Only the lines from the one containing "pub trait Transport: Send" through the one containing "pub fn subscribe(&self, session_id: &SessionId)" should be printed, exactly as they appear below, with both ends included.

Available records:
★ ★ ★ ★ ★ ★ ★

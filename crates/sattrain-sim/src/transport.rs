//! Transport boundary.
//!
//! The core only needs room membership keyed by session id and a way to
//! push events into a room. Inbound commands arrive through
//! `SessionManager::route_command`; the streaming adapter (WebSocket in the
//! gateway) owns the connection and calls it.

use crate::core::SessionId;
use crate::events::SessionEvent;
use crate::metrics;
use std::collections::HashMap;
use std::sync::{Arc, RwLock};
use tokio::sync::broadcast;
use tracing::trace;

pub trait Transport: Send + Sync {
    fn join(&self, session_id: &SessionId);

    fn leave(&self, session_id: &SessionId);

    /// Push an event to every endpoint in the session's room.
    fn emit(&self, session_id: &SessionId, event: SessionEvent);
}

/// In-process rooms backed by `tokio::sync::broadcast`.
///
/// Slow subscribers lag and skip events rather than blocking the session.
pub struct BroadcastRooms {
    capacity: usize,
    rooms: RwLock<HashMap<SessionId, broadcast::Sender<Arc<SessionEvent>>>>,
}

impl BroadcastRooms {
    pub fn new(capacity: usize) -> Self {
        Self {
            capacity: capacity.max(1),
            rooms: RwLock::new(HashMap::new()),
        }
    }

    /// Subscribe to a room. `None` when the session has no room.
    pub fn subscribe(&self, session_id: &SessionId) -> Option<broadcast::Receiver<Arc<SessionEvent>>> {
        let rooms = self.rooms.read().unwrap_or_else(|e| e.into_inner());
        rooms.get(session_id).map(|tx| tx.subscribe())
    }

    pub fn has_room(&self, session_id: &SessionId) -> bool {
        let rooms = self.rooms.read().unwrap_or_else(|e| e.into_inner());
        rooms.contains_key(session_id)
    }

    pub fn room_count(&self) -> usize {
        self.rooms.read().unwrap_or_else(|e| e.into_inner()).len()
    }
}

impl Transport for BroadcastRooms {
    fn join(&self, session_id: &SessionId) {
        let mut rooms = self.rooms.write().unwrap_or_else(|e| e.into_inner());
        rooms
            .entry(session_id.clone())
            .or_insert_with(|| broadcast::channel(self.capacity).0);
    }

    fn leave(&self, session_id: &SessionId) {
        // Dropping the sender closes every subscriber's stream.
        let mut rooms = self.rooms.write().unwrap_or_else(|e| e.into_inner());
        rooms.remove(session_id);
    }

    fn emit(&self, session_id: &SessionId, event: SessionEvent) {
        let rooms = self.rooms.read().unwrap_or_else(|e| e.into_inner());
        let Some(tx) = rooms.get(session_id) else {
            trace!(%session_id, event = event.name(), "no room for event");
            return;
        };
        metrics::EVENTS_EMITTED
            .with_label_values(&[event.name()])
            .inc();
        // No subscribers is not an error.
        let _ = tx.send(Arc::new(event));
    }
}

★ ★ ★ ★ ★ ★ ★

Exercise response:
pub trait Transport: Send + Sync {
    fn join(&self, session_id: &SessionId);

    fn leave(&self, session_id: &SessionId);

    /// Push an event to every endpoint in the session's room.
    fn emit(&self, session_id: &SessionId, event: SessionEvent);
}

/// In-process rooms backed by `tokio::sync::broadcast`.
///
/// Slow subscribers lag and skip events rather than blocking the session.
pub struct BroadcastRooms {
    capacity: usize,
    rooms: RwLock<HashMap<SessionId, broadcast::Sender<Arc<SessionEvent>>>>,
}

impl BroadcastRooms {
    pub fn new(capacity: usize) -> Self {
        Self {
            capacity: capacity.max(1),
            rooms: RwLock::new(HashMap::new()),
        }
    }

    /// Subscribe to a room. `None` when the session has no room.
    pub fn subscribe(&self, session_id: &SessionId) -> Option<broadcast::Receiver<Arc<SessionEvent>>> {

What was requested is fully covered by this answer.